# Your instructions
After locating the line with "let a = scene.add_box(Vec3::ZERO, Vec3::ONE, [1.0, 0.0, 0.0]);" in the records below, print it and every line after it exactly.

# Task input
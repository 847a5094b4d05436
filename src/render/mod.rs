pub mod overlay;
pub mod sink;
pub mod summary;

pub use overlay::{DisplayBox, OverlayRenderer, load_font, scale_detections};
pub use sink::{DisplaySink, DisplayState, RenderSink, TracingSink};
pub use summary::{SummaryRenderer, SummaryView};
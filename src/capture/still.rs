//! File-backed capture devices.
//!
//! Each configured device points at a single image or at a directory of
//! frames, which are played back in name order and looped. Useful for
//! machines without a camera and for replaying recorded sessions.

use async_trait::async_trait;
use image::RgbImage;
use std::path::{Path, PathBuf};
use tracing::{debug, info};

use crate::capture::device::{CameraBackend, CaptureStream, Constraints, DeviceInfo};
use crate::common::FrameSize;
use crate::config::DeviceSettings;
use crate::error::CaptureError;

const FRAME_EXTENSIONS: &[&str] = &["jpg", "jpeg", "png", "bmp", "webp"];

pub struct StillImageBackend {
    devices: Vec<DeviceSettings>,
}

impl StillImageBackend {
    pub fn new(devices: Vec<DeviceSettings>) -> Self {
        Self { devices }
    }

    fn device_info(device: &DeviceSettings) -> DeviceInfo {
        DeviceInfo {
            id: device.path.display().to_string(),
            label: device.label.clone(),
        }
    }

    async fn open_device(&self, device: &DeviceSettings) -> Result<Box<dyn CaptureStream>, CaptureError> {
        let frames = list_frames(&device.path)?;
        let first = decode(frames[0].clone()).await?;
        info!(
            "Opened still image device {} with {} frame(s)",
            device.label,
            frames.len()
        );
        Ok(Box::new(StillImageStream {
            info: Self::device_info(device),
            frames,
            cursor: 0,
            pending: Some(first),
            size: None,
            stopped: false,
        }))
    }
}

#[async_trait]
impl CameraBackend for StillImageBackend {
    async fn open(
        &mut self,
        constraints: &Constraints,
    ) -> Result<Box<dyn CaptureStream>, CaptureError> {
        let device = match constraints {
            Constraints::Facing(facing) => self
                .devices
                .iter()
                .find(|device| facing.matches_label(&device.label)),
            Constraints::Device(id) => self
                .devices
                .iter()
                .find(|device| &Self::device_info(device).id == id),
        };
        match device {
            Some(device) => self.open_device(device).await,
            None => Err(CaptureError::ConstraintRejected(format!(
                "no device satisfies {:?}",
                constraints
            ))),
        }
    }

    async fn enumerate(&mut self) -> Result<Vec<DeviceInfo>, CaptureError> {
        Ok(self.devices.iter().map(Self::device_info).collect())
    }
}

struct StillImageStream {
    info: DeviceInfo,
    frames: Vec<PathBuf>,
    cursor: usize,
    pending: Option<RgbImage>,
    size: Option<FrameSize>,
    stopped: bool,
}

#[async_trait]
impl CaptureStream for StillImageStream {
    fn device(&self) -> &DeviceInfo {
        &self.info
    }

    fn is_ready(&self) -> bool {
        !self.stopped && (self.pending.is_some() || self.size.is_some())
    }

    fn native_size(&self) -> FrameSize {
        match (&self.pending, self.size) {
            (Some(image), _) => FrameSize::new(image.width(), image.height()),
            (None, Some(size)) => size,
            (None, None) => FrameSize::new(0, 0),
        }
    }

    async fn read_frame(&mut self) -> Result<RgbImage, CaptureError> {
        if self.stopped {
            return Err(CaptureError::NotReady);
        }
        let image = match self.pending.take() {
            Some(image) => image,
            None => decode(self.frames[self.cursor].clone()).await?,
        };
        self.cursor = (self.cursor + 1) % self.frames.len();
        self.size = Some(FrameSize::new(image.width(), image.height()));
        Ok(image)
    }

    fn stop(&mut self) {
        if !self.stopped {
            debug!("Stopping still image device {}", self.info.label);
            self.stopped = true;
            self.pending = None;
        }
    }
}

fn is_frame(path: &Path) -> bool {
    path.extension()
        .and_then(|ext| ext.to_str())
        .map(|ext| FRAME_EXTENSIONS.contains(&ext.to_lowercase().as_str()))
        .unwrap_or(false)
}

fn list_frames(path: &Path) -> Result<Vec<PathBuf>, CaptureError> {
    let unavailable = |e: std::io::Error| {
        CaptureError::DeviceUnavailable(format!("{}: {}", path.display(), e))
    };
    let frames = if path.is_dir() {
        let mut frames: Vec<PathBuf> = std::fs::read_dir(path)
            .map_err(unavailable)?
            .filter_map(|entry| entry.ok().map(|entry| entry.path()))
            .filter(|path| path.is_file() && is_frame(path))
            .collect();
        frames.sort();
        frames
    } else if path.is_file() {
        vec![path.to_path_buf()]
    } else {
        Vec::new()
    };

    if frames.is_empty() {
        return Err(CaptureError::DeviceUnavailable(format!(
            "{} has no frames",
            path.display()
        )));
    }
    Ok(frames)
}

async fn decode(path: PathBuf) -> Result<RgbImage, CaptureError> {
    tokio::task::spawn_blocking(move || {
        image::open(&path)
            .map(|image| image.to_rgb8())
            .map_err(|e| CaptureError::Decode(format!("{}: {}", path.display(), e)))
    })
    .await
    .map_err(|e| CaptureError::Decode(e.to_string()))?
}
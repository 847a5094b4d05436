pub mod grader_app;
pub mod views;

pub use grader_app::{AppChannels, GraderApp};
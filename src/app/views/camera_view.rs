use egui::{ColorImage, TextureHandle, TextureOptions};
use image::RgbaImage;
use std::sync::Arc;

use crate::app::views::View;
use crate::common::FrameSize;

/// Share of the panel height the video may take; the summary gets the rest.
const MAX_HEIGHT_SHARE: f32 = 0.6;

fn color_image(image: &RgbaImage) -> ColorImage {
    ColorImage::from_rgba_unmultiplied(
        [image.width() as usize, image.height() as usize],
        image.as_raw().as_slice(),
    )
}

/// A texture that is re-uploaded only when a different image arrives.
#[derive(Default)]
struct Layer {
    source: Option<Arc<RgbaImage>>,
    texture: Option<TextureHandle>,
}

impl Layer {
    fn update(&mut self, ctx: &egui::Context, name: &str, image: Option<&Arc<RgbaImage>>) {
        let Some(image) = image else {
            self.source = None;
            self.texture = None;
            return;
        };
        if self.source.as_ref().is_some_and(|seen| Arc::ptr_eq(seen, image)) {
            return;
        }
        let pixels = color_image(image);
        match &mut self.texture {
            Some(texture) => texture.set(pixels, TextureOptions::LINEAR),
            None => self.texture = Some(ctx.load_texture(name, pixels, TextureOptions::LINEAR)),
        }
        self.source = Some(Arc::clone(image));
    }
}

/// Live video with the detection overlay stacked on the same rect.
#[derive(Default)]
pub struct CameraView {
    video: Layer,
    overlay: Layer,
    shown: Option<FrameSize>,
}

impl CameraView {
    pub fn new() -> Self {
        Self::default()
    }

    pub fn update(
        &mut self,
        ctx: &egui::Context,
        frame: Option<&Arc<RgbaImage>>,
        overlay: Option<&Arc<RgbaImage>>,
    ) {
        self.video.update(ctx, "camera_frame", frame);
        self.overlay.update(ctx, "detection_overlay", overlay);
    }

    /// Size the video was last painted at, in points.
    pub fn shown_size(&self) -> Option<FrameSize> {
        self.shown
    }
}

/// Largest size with the source aspect ratio inside `available`.
pub fn fit_size(source: egui::Vec2, available: egui::Vec2) -> egui::Vec2 {
    if source.x <= 0.0 || source.y <= 0.0 {
        return egui::Vec2::ZERO;
    }
    let scale = (available.x / source.x).min(available.y / source.y).max(0.0);
    source * scale
}

impl View for CameraView {
    fn draw(&mut self, ui: &mut egui::Ui) {
        let Some(texture) = &self.video.texture else {
            self.shown = None;
            ui.weak("Waiting for camera");
            return;
        };
        let available = egui::vec2(
            ui.available_width(),
            ui.available_height() * MAX_HEIGHT_SHARE,
        );
        let size = fit_size(texture.size_vec2(), available);
        let response = ui.add(egui::Image::new(texture).fit_to_exact_size(size));

        if let Some(overlay) = &self.overlay.texture {
            egui::Image::new(overlay).paint_at(ui, response.rect);
        }
        self.shown = Some(FrameSize::new(
            response.rect.width().round() as u32,
            response.rect.height().round() as u32,
        ));
    }
}
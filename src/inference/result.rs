use indexmap::IndexMap;
use serde::{Deserialize, Serialize};
use std::fmt;

/// A single raw detection, in inference-pixel coordinates.
#[derive(Debug, Clone, PartialEq, Serialize, Deserialize)]
pub struct Detection {
    #[serde(rename = "class")]
    pub class_name: String,
    pub confidence: f32,
    /// `[x1, y1, x2, y2]`
    #[serde(rename = "box")]
    pub bbox: [f32; 4],
}

#[derive(Debug, Clone, PartialEq, Serialize, Deserialize)]
pub struct DefectScore {
    pub name: String,
    #[serde(default)]
    pub confidence: Option<f32>,
}

/// Object identifiers arrive either as numbers or as strings.
#[derive(Debug, Clone, PartialEq, Serialize, Deserialize)]
#[serde(untagged)]
pub enum ObjectId {
    Number(i64),
    Text(String),
}

impl fmt::Display for ObjectId {
    fn fmt(&self, f: &mut fmt::Formatter<'_>) -> fmt::Result {
        match self {
            ObjectId::Number(n) => write!(f, "{}", n),
            ObjectId::Text(s) => write!(f, "{}", s),
        }
    }
}

/// One physical object recognized in a frame.
#[derive(Debug, Clone, PartialEq, Default, Serialize, Deserialize)]
pub struct GradedObject {
    #[serde(default)]
    pub id: Option<ObjectId>,
    #[serde(default)]
    pub grade: Option<String>,
    #[serde(default)]
    pub ripeness: Option<String>,
    #[serde(default)]
    pub ripeness_confidence: Option<f32>,
    #[serde(default)]
    pub defects: Vec<DefectScore>,
    #[serde(default, rename = "box")]
    pub bbox: Option<Vec<f32>>,
}

/// Aggregate counts for one result.
#[derive(Debug, Clone, PartialEq, Default, Serialize, Deserialize)]
pub struct Summary {
    #[serde(default)]
    pub total: u32,
    #[serde(default)]
    pub grades: IndexMap<String, u32>,
    #[serde(default)]
    pub ripeness: IndexMap<String, u32>,
    #[serde(default)]
    pub defects: IndexMap<String, u32>,
}

impl Summary {
    /// Derives an overview from per-object details.
    ///
    /// Each object counts once towards its grade and ripeness level, and once
    /// per defect occurrence. Objects without a grade or ripeness are counted
    /// in `total` only.
    pub fn from_details(details: &[GradedObject]) -> Self {
        let mut summary = Summary {
            total: details.len() as u32,
            ..Default::default()
        };
        for object in details {
            if let Some(grade) = &object.grade {
                *summary.grades.entry(grade.clone()).or_insert(0) += 1;
            }
            if let Some(ripeness) = &object.ripeness {
                *summary.ripeness.entry(ripeness.clone()).or_insert(0) += 1;
            }
            for defect in &object.defects {
                *summary.defects.entry(defect.name.clone()).or_insert(0) += 1;
            }
        }
        summary
    }

    pub fn graded_count(&self) -> u32 {
        self.grades.values().sum()
    }
}

/// The unit exchanged with the inference endpoint.
///
/// Every field may be missing: `GET /latest_summary` answers `{}` before the
/// first inference, and renderers treat a missing `overview` as "no data".
#[derive(Debug, Clone, PartialEq, Default, Serialize, Deserialize)]
pub struct InferenceResult {
    #[serde(default, skip_serializing_if = "Option::is_none")]
    pub overview: Option<Summary>,
    #[serde(default, skip_serializing_if = "Option::is_none")]
    pub details: Option<Vec<GradedObject>>,
    #[serde(default, skip_serializing_if = "Option::is_none")]
    pub raw: Option<Vec<Detection>>,
}

impl InferenceResult {
    pub fn is_empty(&self) -> bool {
        self.overview.is_none() && self.details.is_none() && self.raw.is_none()
    }

    pub fn detections(&self) -> &[Detection] {
        self.raw.as_deref().unwrap_or(&[])
    }
}
use std::time::Duration;
use tokio::sync::mpsc;
use tokio::time::MissedTickBehavior;
use tower::{Service, ServiceExt};
use tracing::{debug, info, warn};

use crate::error::SubmitError;
use crate::inference::InferenceResult;
use crate::network::client::LatestSummary;
use crate::pipeline::scheduler::SchedulerCommand;
use crate::render::RenderSink;

/// Fetches the server's latest summary on a fixed interval.
///
/// Used when no capture device is configured. Failures are logged and the
/// previous summary stays on screen; the cadence never changes.
pub struct SummaryPoller<S, K> {
    service: S,
    sink: K,
    interval: Duration,
    commands: mpsc::Receiver<SchedulerCommand>,
}

impl<S, K> SummaryPoller<S, K>
where
    S: Service<LatestSummary, Response = InferenceResult, Error = SubmitError>,
    K: RenderSink,
{
    pub fn new(
        service: S,
        sink: K,
        interval: Duration,
        commands: mpsc::Receiver<SchedulerCommand>,
    ) -> Self {
        Self {
            service,
            sink,
            interval,
            commands,
        }
    }

    /// Polls until `Shutdown` arrives or the command sender is dropped.
    /// Returns the number of polls made.
    pub async fn run(mut self) -> u64 {
        info!("Polling latest summary every {}ms", self.interval.as_millis());
        self.sink.status("No camera configured, polling latest summary");

        let mut ticker = tokio::time::interval(self.interval);
        ticker.set_missed_tick_behavior(MissedTickBehavior::Delay);
        let mut polls = 0;
        loop {
            tokio::select! {
                _ = ticker.tick() => {
                    polls += 1;
                    self.poll_once().await;
                }
                command = self.commands.recv() => match command {
                    Some(SchedulerCommand::Shutdown) | None => break,
                    Some(other) => debug!("Ignoring {:?} while polling", other),
                },
            }
        }
        info!("Poller stopped after {} poll(s)", polls);
        polls
    }

    async fn poll_once(&mut self) {
        let result = match self.service.ready().await {
            Ok(service) => service.call(LatestSummary).await,
            Err(e) => Err(e),
        };
        match result {
            Ok(result) => self.sink.render_summary(Some(&result)),
            Err(e) => warn!("Poll error: {}", e),
        }
    }
}
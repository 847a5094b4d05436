pub mod backoff;
pub mod metrics;
pub mod poller;
pub mod scheduler;
pub mod state;

pub use backoff::{BackoffPolicy, CycleOutcome};
pub use metrics::CycleStats;
pub use poller::SummaryPoller;
pub use scheduler::{AdaptiveScheduler, SchedulerCommand};
pub use state::{Phase, SchedulerState};
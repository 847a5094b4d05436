use config::{Config, Environment, File};
use serde::Deserialize;
use std::path::PathBuf;
use std::time::Duration;
use tracing::warn;

use crate::capture::Facing;

const CONFIG_FILE: &str = "ripecam.toml";
const CONFIG_PATH_VAR: &str = "RIPECAM_CONFIG";
const ENV_PREFIX: &str = "RIPECAM";

pub const MIN_UPDATE_MS: u64 = 200;
pub const MIN_TARGET_MAX: u32 = 160;
pub const JPEG_QUALITY_RANGE: (f32, f32) = (0.2, 0.95);

#[derive(Debug, Clone, Deserialize)]
#[serde(default)]
pub struct Settings {
    pub inference: InferenceSettings,
    pub poll: PollSettings,
    pub camera: CameraSettings,
    pub ui: UiSettings,
}

#[derive(Debug, Clone, Deserialize)]
#[serde(default)]
pub struct InferenceSettings {
    /// Optional URL prefix for the inference routes.
    pub api_base: String,
    /// Base cadence between cycles, in milliseconds.
    pub update_ms: u64,
    /// Largest side, in pixels, of the image sent for inference.
    pub target_max: u32,
    /// JPEG quality in 0..1.
    pub jpeg_quality: f32,
}

#[derive(Debug, Clone, Deserialize)]
#[serde(default)]
pub struct PollSettings {
    pub interval_ms: u64,
}

#[derive(Debug, Clone, Deserialize)]
#[serde(default)]
pub struct CameraSettings {
    pub facing: Facing,
    pub devices: Vec<DeviceSettings>,
}

#[derive(Debug, Clone, Deserialize)]
pub struct DeviceSettings {
    pub label: String,
    pub path: PathBuf,
}

#[derive(Debug, Clone, Deserialize)]
#[serde(default)]
pub struct UiSettings {
    pub headless: bool,
    pub font_path: String,
}

impl Default for Settings {
    fn default() -> Self {
        Self {
            inference: InferenceSettings::default(),
            poll: PollSettings::default(),
            camera: CameraSettings::default(),
            ui: UiSettings::default(),
        }
    }
}

impl Default for InferenceSettings {
    fn default() -> Self {
        Self {
            api_base: String::new(),
            update_ms: 500,
            target_max: 480,
            jpeg_quality: 0.5,
        }
    }
}

impl Default for PollSettings {
    fn default() -> Self {
        Self { interval_ms: 1500 }
    }
}

impl Default for CameraSettings {
    fn default() -> Self {
        Self {
            facing: Facing::Back,
            devices: Vec::new(),
        }
    }
}

impl Default for UiSettings {
    fn default() -> Self {
        Self {
            headless: false,
            font_path: String::new(),
        }
    }
}

impl Settings {
    /// Reads defaults, then the optional config file, then `RIPECAM__*` variables.
    pub fn load() -> Result<Self, config::ConfigError> {
        let path = std::env::var(CONFIG_PATH_VAR).unwrap_or_else(|_| CONFIG_FILE.to_string());
        let settings: Settings = Config::builder()
            .add_source(File::with_name(&path).required(false))
            .add_source(
                Environment::with_prefix(ENV_PREFIX)
                    .separator("__")
                    .try_parsing(true),
            )
            .build()?
            .try_deserialize()?;
        Ok(settings.normalized())
    }

    /// Clamps every value into its accepted range.
    pub fn normalized(mut self) -> Self {
        let inference = &mut self.inference;
        if inference.update_ms < MIN_UPDATE_MS {
            warn!(
                "update_ms {} is below {}, clamping",
                inference.update_ms, MIN_UPDATE_MS
            );
            inference.update_ms = MIN_UPDATE_MS;
        }
        if inference.target_max < MIN_TARGET_MAX {
            warn!(
                "target_max {} is below {}, clamping",
                inference.target_max, MIN_TARGET_MAX
            );
            inference.target_max = MIN_TARGET_MAX;
        }
        let (low, high) = JPEG_QUALITY_RANGE;
        if !(low..=high).contains(&inference.jpeg_quality) {
            let clamped = if inference.jpeg_quality.is_nan() {
                InferenceSettings::default().jpeg_quality
            } else {
                inference.jpeg_quality.clamp(low, high)
            };
            warn!(
                "jpeg_quality {} is outside [{}, {}], using {}",
                inference.jpeg_quality, low, high, clamped
            );
            inference.jpeg_quality = clamped;
        }
        if self.poll.interval_ms < MIN_UPDATE_MS {
            self.poll.interval_ms = MIN_UPDATE_MS;
        }
        self
    }

    pub fn base_delay(&self) -> Duration {
        Duration::from_millis(self.inference.update_ms)
    }

    pub fn poll_interval(&self) -> Duration {
        Duration::from_millis(self.poll.interval_ms)
    }

    pub fn api_base(&self) -> Option<&str> {
        let base = self.inference.api_base.trim();
        if base.is_empty() { None } else { Some(base) }
    }

    pub fn font_path(&self) -> Option<PathBuf> {
        let path = self.ui.font_path.trim();
        if path.is_empty() {
            None
        } else {
            Some(PathBuf::from(path))
        }
    }
}
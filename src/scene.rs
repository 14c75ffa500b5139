//! Retained scene data consumed by the renderer
//!
//! The simulation addresses visuals through [`VisualHandle`]s and mutates
//! their position/scale directly; the renderer reads the scene each frame.
//! Boxes are never removed: placed layers and fallen off-cuts accumulate
//! for the whole session.

use glam::{Quat, Vec3};

/// Handle to a box in the scene
#[derive(Debug, Clone, Copy, PartialEq, Eq)]
pub struct VisualHandle(usize);

/// A rendered box
#[derive(Debug, Clone)]
pub struct BoxVisual {
    /// World-space center
    pub position: Vec3,
    /// Geometry dimensions at creation (width, height, depth)
    pub dims: Vec3,
    /// Scale applied on top of `dims`; a cut shrinks one component
    pub scale: Vec3,
    /// Orientation (identity for layers, physics-driven for off-cuts)
    pub rotation: Quat,
    /// Linear RGB
    pub color: [f32; 3],
}

/// All boxes of one session
#[derive(Debug, Default)]
pub struct Scene {
    boxes: Vec<BoxVisual>,
}

impl Scene {
    pub fn new() -> Self {
        Self::default()
    }

    /// Insert a box and return its handle
    pub fn add_box(&mut self, position: Vec3, dims: Vec3, color: [f32; 3]) -> VisualHandle {
        self.boxes.push(BoxVisual {
            position,
            dims,
            scale: Vec3::ONE,
            rotation: Quat::IDENTITY,
            color,
        });
        VisualHandle(self.boxes.len() - 1)
    }

    pub fn get(&self, handle: VisualHandle) -> &BoxVisual {
        &self.boxes[handle.0]
    }

    pub fn get_mut(&mut self, handle: VisualHandle) -> &mut BoxVisual {
        &mut self.boxes[handle.0]
    }

    pub fn boxes(&self) -> &[BoxVisual] {
        &self.boxes
    }

    pub fn len(&self) -> usize {
        self.boxes.len()
    }

    pub fn is_empty(&self) -> bool {
        self.boxes.is_empty()
    }
}

/// Hue of the `n`-th layer in degrees: a slow ramp starting at orange
pub fn layer_hue(layer_index: usize) -> f32 {
    30.0 + layer_index as f32 * 4.0
}

/// Color of the `n`-th layer, `hsl(30 + 4n, 100%, 50%)`
pub fn layer_color(layer_index: usize) -> [f32; 3] {
    hsl_to_rgb(layer_hue(layer_index), 1.0, 0.5)
}

/// CSS color string for the `n`-th layer hue, for tinting the HUD text
pub fn layer_hue_css(layer_index: usize) -> String {
    format!("hsl({}, 100%, 50%)", layer_hue(layer_index))
}

/// Convert HSL (hue in degrees, saturation/lightness in [0,1]) to RGB
pub fn hsl_to_rgb(h: f32, s: f32, l: f32) -> [f32; 3] {
    let h = h.rem_euclid(360.0);
    let c = (1.0 - (2.0 * l - 1.0).abs()) * s;
    let x = c * (1.0 - ((h / 60.0).rem_euclid(2.0) - 1.0).abs());
    let m = l - c / 2.0;

    let (r, g, b) = match h {
        h if h < 60.0 => (c, x, 0.0),
        h if h < 120.0 => (x, c, 0.0),
        h if h < 180.0 => (0.0, c, x),
        h if h < 240.0 => (0.0, x, c),
        h if h < 300.0 => (x, 0.0, c),
        _ => (c, 0.0, x),
    };

    [r + m, g + m, b + m]
}

#[cfg(test)]
mod tests {
    use super::*;

    fn assert_rgb_eq(actual: [f32; 3], expected: [f32; 3]) {
        for (a, e) in actual.iter().zip(expected.iter()) {
            assert!((a - e).abs() < 0.001, "{actual:?} != {expected:?}");
        }
    }

    #[test]
    fn test_hsl_primaries() {
        assert_rgb_eq(hsl_to_rgb(0.0, 1.0, 0.5), [1.0, 0.0, 0.0]);
        assert_rgb_eq(hsl_to_rgb(120.0, 1.0, 0.5), [0.0, 1.0, 0.0]);
        assert_rgb_eq(hsl_to_rgb(240.0, 1.0, 0.5), [0.0, 0.0, 1.0]);
    }

    #[test]
    fn test_hsl_grays() {
        assert_rgb_eq(hsl_to_rgb(123.0, 0.0, 0.5), [0.5, 0.5, 0.5]);
        assert_rgb_eq(hsl_to_rgb(0.0, 1.0, 1.0), [1.0, 1.0, 1.0]);
        assert_rgb_eq(hsl_to_rgb(0.0, 1.0, 0.0), [0.0, 0.0, 0.0]);
    }

    #[test]
    fn test_layer_color_ramp() {
        // Layer 0 sits at hue 30 (orange), full saturation
        assert_rgb_eq(layer_color(0), [1.0, 0.5, 0.0]);
        // Hue advances 4 degrees per layer
        assert!((layer_hue(10) - 70.0).abs() < 0.001);
        assert_eq!(layer_hue_css(0), "hsl(30, 100%, 50%)");
    }

    #[test]
    fn test_scene_handles() {
        let mut scene = Scene::new();
        let a = scene.add_box(Vec3::ZERO, Vec3::ONE, [1.0, 0.0, 0.0]);
        let b = scene.add_box(Vec3::X, Vec3::ONE, [0.0, 1.0, 0.0]);
        assert_ne!(a, b);
        assert_eq!(scene.len(), 2);

        scene.get_mut(a).position.y = 3.0;
        assert_eq!(scene.get(a).position.y, 3.0);
        assert_eq!(scene.get(b).position, Vec3::X);
        assert_eq!(scene.get(a).scale, Vec3::ONE);
    }
}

# Solution
        let a = scene.add_box(Vec3::ZERO, Vec3::ONE, [1.0, 0.0, 0.0]);
        let b = scene.add_box(Vec3::X, Vec3::ONE, [0.0, 1.0, 0.0]);
        assert_ne!(a, b);
        assert_eq!(scene.len(), 2);

        scene.get_mut(a).position.y = 3.0;
        assert_eq!(scene.get(a).position.y, 3.0);
        assert_eq!(scene.get(b).position, Vec3::X);
        assert_eq!(scene.get(a).scale, Vec3::ONE);
    }
}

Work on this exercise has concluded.